**Task to carry out**. Reproduce all lines of the listing below in which the word "usize" occurs.

**Data for review**.

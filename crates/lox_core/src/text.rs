//! Text spans and line lookup for source location tracking.
//!
//! Tokens carry a byte span into the source they were scanned from, and
//! diagnostics carry the 1-based line on which they were detected.

use serde::Serialize;
use std::fmt;
use std::ops::Range;

/// A position in source text, measured as a byte offset from the start.
pub type TextPos = u32;

/// A span in source text, defined by a start position and a length.
#[derive(Copy, Clone, Eq, PartialEq, Hash, Serialize)]
pub struct TextSpan {
    /// The byte offset where this span starts.
    pub start: TextPos,
    /// The length of this span in bytes.
    pub length: TextPos,
}

impl TextSpan {
    /// Create a new text span.
    #[inline]
    pub fn new(start: TextPos, length: TextPos) -> Self {
        Self { start, length }
    }

    /// Create a span from start and end positions.
    #[inline]
    pub fn from_bounds(start: TextPos, end: TextPos) -> Self {
        debug_assert!(end >= start);
        Self {
            start,
            length: end - start,
        }
    }

    /// Create an empty span at a position.
    #[inline]
    pub fn empty(pos: TextPos) -> Self {
        Self {
            start: pos,
            length: 0,
        }
    }

    /// The end position of this span (exclusive).
    #[inline]
    pub fn end(&self) -> TextPos {
        self.start + self.length
    }

    #[inline]
    pub fn is_empty(&self) -> bool {
        self.length == 0
    }

    /// Whether this span contains the given position.
    #[inline]
    pub fn contains(&self, pos: TextPos) -> bool {
        pos >= self.start && pos < self.end()
    }

    /// Convert to a byte range, suitable for slicing the source text.
    #[inline]
    pub fn to_range(&self) -> Range<usize> {
        self.start as usize..self.end() as usize
    }
}

impl fmt::Debug for TextSpan {
    fn fmt(&self, f: &mut fmt::Formatter<'_>) -> fmt::Result {
        write!(f, "{}..{}", self.start, self.end())
    }
}

impl fmt::Display for TextSpan {
    fn fmt(&self, f: &mut fmt::Formatter<'_>) -> fmt::Result {
        write!(f, "[{}, {})", self.start, self.end())
    }
}

/// A map from byte offsets to 1-based line numbers, built from source text.
#[derive(Debug, Clone)]
pub struct LineMap {
    /// Byte offsets of the start of each line.
    line_starts: Vec<TextPos>,
}

impl LineMap {
    /// Build a line map from source text. Only `\n` starts a new line.
    pub fn new(text: &str) -> Self {
        let mut line_starts = vec![0u32];
        for pos in memchr::memchr_iter(b'\n', text.as_bytes()) {
            line_starts.push((pos + 1) as TextPos);
        }
        Self { line_starts }
    }

    /// Get the 1-based line number for a byte offset.
    pub fn line_of(&self, pos: TextPos) -> u32 {
        match self.line_starts.binary_search(&pos) {
            Ok(index) => index as u32 + 1,
            Err(index) => index as u32,
        }
    }

    /// Get the byte offset of the start of a 1-based line, if it exists.
    pub fn line_start(&self, line: u32) -> Option<TextPos> {
        let index = (line as usize).checked_sub(1)?;
        self.line_starts.get(index).copied()
    }

    /// Get the total number of lines.
    pub fn line_count(&self) -> usize {
        self.line_starts.len()
    }
}
//! lox_scanner: Lexer/tokenizer for Lox source code.
//!
//! Turns source text into a flat list of tokens for a parser:
//! - single and double character operators
//! - string literals (multi-line, no escapes)
//! - number literals, always decoded as `f64`
//! - identifiers and the sixteen reserved words
//!
//! Lexical errors are handed to a caller-supplied
//! [`lox_diagnostics::DiagnosticReporter`]; scanning always runs to the end.

mod char_codes;
mod scanner;
mod syntax_kind;
mod token;

pub use scanner::{scan_tokens, scan_with_diagnostics};
pub use syntax_kind::TokenKind;
pub use token::{Literal, Token};
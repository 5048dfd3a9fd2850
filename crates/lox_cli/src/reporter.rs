//! Console reporting of lexical errors.

use std::io::{self, IsTerminal, Write};

use lox_diagnostics::{Diagnostic, DiagnosticReporter};

// ANSI color codes
const RED: &str = "\x1b[31m";
const BOLD: &str = "\x1b[1m";
const RESET: &str = "\x1b[0m";

/// Prints each diagnostic as it arrives and remembers whether any arrived.
pub struct ConsoleReporter<W> {
    out: W,
    use_color: bool,
    had_error: bool,
}

impl ConsoleReporter<io::Stderr> {
    /// A reporter writing to stderr, colored when stderr is a terminal.
    pub fn stderr() -> Self {
        let out = io::stderr();
        let use_color = out.is_terminal();
        Self::new(out, use_color)
    }
}

impl<W: Write> ConsoleReporter<W> {
    pub fn new(out: W, use_color: bool) -> Self {
        Self {
            out,
            use_color,
            had_error: false,
        }
    }

    pub fn had_error(&self) -> bool {
        self.had_error
    }

    /// Forget earlier errors, e.g. between prompt lines.
    pub fn reset(&mut self) {
        self.had_error = false;
    }

    #[cfg(test)]
    fn into_inner(self) -> W {
        self.out
    }
}

impl<W: Write> DiagnosticReporter for ConsoleReporter<W> {
    fn report(&mut self, diagnostic: Diagnostic) {
        self.had_error = true;
        // A closed stderr must not abort the scan.
        let _ = if self.use_color {
            writeln!(
                self.out,
                "[line {}] {}{}Error{}: {}",
                diagnostic.line, BOLD, RED, RESET, diagnostic.message_text
            )
        } else {
            writeln!(self.out, "{}", diagnostic)
        };
    }
}

#[cfg(test)]
mod tests {
    use super::*;
    use lox_diagnostics::messages;

    #[test]
    fn test_plain_output() {
        let mut reporter = ConsoleReporter::new(Vec::new(), false);
        assert!(!reporter.had_error());
        reporter.report(Diagnostic::new(4, &messages::UNEXPECTED_CHARACTER_0, &["@"]));
        reporter.report_error(5, "Unterminated string.");
        assert!(reporter.had_error());
        let text = String::from_utf8(reporter.into_inner()).unwrap();
        assert_eq!(
            text,
            "[line 4] Error: Unexpected character: @\n[line 5] Error: Unterminated string.\n"
        );
    }

    #[test]
    fn test_colored_output() {
        let mut reporter = ConsoleReporter::new(Vec::new(), true);
        reporter.report_error(1, "boom");
        let text = String::from_utf8(reporter.into_inner()).unwrap();
        assert!(text.starts_with("[line 1] "));
        assert!(text.contains(RED));
        assert!(text.ends_with(": boom\n"));
    }

    #[test]
    fn test_reset_clears_error_flag() {
        let mut reporter = ConsoleReporter::new(io::sink(), false);
        reporter.report_error(1, "boom");
        reporter.reset();
        assert!(!reporter.had_error());
    }
}
use std::error::Error;
use std::sync::Once;

use tracing_subscriber::EnvFilter;

static LOGGING_INIT: Once = Once::new();

pub type InitError = Box<dyn Error + Send + Sync>;

/// Initializes global logging for the `lox` process.
///
/// Logs go to stderr so token output on stdout stays machine readable.
/// Repeated calls are treated as no-ops once initialization succeeds.
pub fn init_logging(verbose: bool) -> Result<(), InitError> {
    let mut init_result = Ok(());

    LOGGING_INIT.call_once(|| {
        init_result = tracing_subscriber::fmt()
            .with_env_filter(default_env_filter(verbose))
            .with_writer(std::io::stderr)
            .try_init();
    });

    init_result
}

fn default_env_filter(verbose: bool) -> EnvFilter {
    if verbose {
        return EnvFilter::new("debug");
    }
    match EnvFilter::try_from_default_env() {
        Ok(filter) => filter,
        Err(_) => EnvFilter::new("warn"),
    }
}

#[cfg(test)]
mod tests {
    use super::init_logging;

    #[test]
    fn init_logging_is_idempotent() {
        assert!(init_logging(false).is_ok());
        assert!(init_logging(true).is_ok());
    }
}
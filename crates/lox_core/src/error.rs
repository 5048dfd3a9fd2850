//! Errors raised by the shell around the scanner.
//!
//! Lexical errors are never represented here: they are diagnostics handed to
//! a reporter. These cover the ways a run can fail before scanning starts.

use std::path::PathBuf;

use miette::Diagnostic;
use thiserror::Error;

#[derive(Debug, Error, Diagnostic)]
pub enum LoxError {
    /// The script named on the command line could not be read.
    #[error("could not read script '{}'", .path.display())]
    #[diagnostic(code(lox::io), help("check that the file exists and is valid UTF-8"))]
    Io {
        path: PathBuf,
        #[source]
        source: std::io::Error,
    },

    /// Too many positional arguments.
    #[error("Usage: lox [script]")]
    #[diagnostic(code(lox::usage))]
    Usage,

    /// Standard output could not be written.
    #[error("failed to write output")]
    #[diagnostic(code(lox::output))]
    Write(#[source] std::io::Error),

    /// Tokens could not be encoded for output.
    #[error("failed to encode tokens as JSON")]
    #[diagnostic(code(lox::output))]
    Json(#[from] serde_json::Error),
}

impl LoxError {
    /// Process exit status for this error, following the sysexits convention.
    pub fn exit_code(&self) -> i32 {
        match self {
            LoxError::Usage => 64,
            LoxError::Io { .. } => 66,
            LoxError::Json(_) => 70,
            LoxError::Write(_) => 74,
        }
    }
}

pub type Result<T> = std::result::Result<T, LoxError>;
//! TokenKind enum - every token category the Lox scanner produces.

use serde::Serialize;
use std::fmt;

/// The kind of a scanned token.
#[derive(Debug, Clone, Copy, PartialEq, Eq, Hash, PartialOrd, Ord, Serialize)]
#[serde(rename_all = "SCREAMING_SNAKE_CASE")]
#[repr(u8)]
pub enum TokenKind {
    // Single-character tokens
    LeftParen,
    RightParen,
    LeftBrace,
    RightBrace,
    Comma,
    Dot,
    Minus,
    Plus,
    Semicolon,
    Slash,
    Star,

    // One or two character tokens
    Bang,
    BangEqual,
    Equal,
    EqualEqual,
    Greater,
    GreaterEqual,
    Less,
    LessEqual,

    // Literals
    Identifier,
    String,
    Number,

    // Keywords
    And,
    Class,
    Else,
    False,
    Fun,
    For,
    If,
    Nil,
    Or,
    Print,
    Return,
    Super,
    This,
    True,
    Var,
    While,

    Eof,
}

impl TokenKind {
    /// Look up a reserved word. Matching is exact and case-sensitive.
    pub fn from_keyword(text: &str) -> Option<TokenKind> {
        match text {
            "and" => Some(TokenKind::And),
            "class" => Some(TokenKind::Class),
            "else" => Some(TokenKind::Else),
            "false" => Some(TokenKind::False),
            "for" => Some(TokenKind::For),
            "fun" => Some(TokenKind::Fun),
            "if" => Some(TokenKind::If),
            "nil" => Some(TokenKind::Nil),
            "or" => Some(TokenKind::Or),
            "print" => Some(TokenKind::Print),
            "return" => Some(TokenKind::Return),
            "super" => Some(TokenKind::Super),
            "this" => Some(TokenKind::This),
            "true" => Some(TokenKind::True),
            "var" => Some(TokenKind::Var),
            "while" => Some(TokenKind::While),
            _ => None,
        }
    }

    pub fn is_keyword(self) -> bool {
        self >= TokenKind::And && self <= TokenKind::While
    }

    /// Whether tokens of this kind carry a decoded literal value.
    pub fn is_literal(self) -> bool {
        matches!(self, TokenKind::String | TokenKind::Number)
    }

    /// The upper-case name used when printing tokens.
    pub fn name(self) -> &'static str {
        match self {
            TokenKind::LeftParen => "LEFT_PAREN",
            TokenKind::RightParen => "RIGHT_PAREN",
            TokenKind::LeftBrace => "LEFT_BRACE",
            TokenKind::RightBrace => "RIGHT_BRACE",
            TokenKind::Comma => "COMMA",
            TokenKind::Dot => "DOT",
            TokenKind::Minus => "MINUS",
            TokenKind::Plus => "PLUS",
            TokenKind::Semicolon => "SEMICOLON",
            TokenKind::Slash => "SLASH",
            TokenKind::Star => "STAR",
            TokenKind::Bang => "BANG",
            TokenKind::BangEqual => "BANG_EQUAL",
            TokenKind::Equal => "EQUAL",
            TokenKind::EqualEqual => "EQUAL_EQUAL",
            TokenKind::Greater => "GREATER",
            TokenKind::GreaterEqual => "GREATER_EQUAL",
            TokenKind::Less => "LESS",
            TokenKind::LessEqual => "LESS_EQUAL",
            TokenKind::Identifier => "IDENTIFIER",
            TokenKind::String => "STRING",
            TokenKind::Number => "NUMBER",
            TokenKind::And => "AND",
            TokenKind::Class => "CLASS",
            TokenKind::Else => "ELSE",
            TokenKind::False => "FALSE",
            TokenKind::Fun => "FUN",
            TokenKind::For => "FOR",
            TokenKind::If => "IF",
            TokenKind::Nil => "NIL",
            TokenKind::Or => "OR",
            TokenKind::Print => "PRINT",
            TokenKind::Return => "RETURN",
            TokenKind::Super => "SUPER",
            TokenKind::This => "THIS",
            TokenKind::True => "TRUE",
            TokenKind::Var => "VAR",
            TokenKind::While => "WHILE",
            TokenKind::Eof => "EOF",
        }
    }
}

impl fmt::Display for TokenKind {
    fn fmt(&self, f: &mut fmt::Formatter<'_>) -> fmt::Result {
        f.write_str(self.name())
    }
}

#[cfg(test)]
mod tests {
    use super::*;

    #[test]
    fn test_keyword_lookup() {
        assert_eq!(TokenKind::from_keyword("and"), Some(TokenKind::And));
        assert_eq!(TokenKind::from_keyword("while"), Some(TokenKind::While));
        assert_eq!(TokenKind::from_keyword("nil"), Some(TokenKind::Nil));
        assert_eq!(TokenKind::from_keyword("While"), None);
        assert_eq!(TokenKind::from_keyword("whil"), None);
        assert_eq!(TokenKind::from_keyword("classy"), None);
    }

    #[test]
    fn test_is_keyword() {
        assert!(TokenKind::And.is_keyword());
        assert!(TokenKind::While.is_keyword());
        assert!(TokenKind::Fun.is_keyword());
        assert!(!TokenKind::Identifier.is_keyword());
        assert!(!TokenKind::Number.is_keyword());
        assert!(!TokenKind::Eof.is_keyword());
    }

    #[test]
    fn test_is_literal() {
        assert!(TokenKind::String.is_literal());
        assert!(TokenKind::Number.is_literal());
        assert!(!TokenKind::Identifier.is_literal());
        assert!(!TokenKind::True.is_literal());
    }

    #[test]
    fn test_name_matches_serde_rename() {
        let json = serde_json::to_string(&TokenKind::BangEqual).unwrap();
        assert_eq!(json, "\"BANG_EQUAL\"");
        assert_eq!(TokenKind::BangEqual.to_string(), "BANG_EQUAL");
        assert_eq!(TokenKind::Eof.to_string(), "EOF");
    }
}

**The completed task**.
    pub fn to_range(&self) -> Range<usize> {
        self.start as usize..self.end() as usize
        let index = (line as usize).checked_sub(1)?;
    pub fn line_count(&self) -> usize {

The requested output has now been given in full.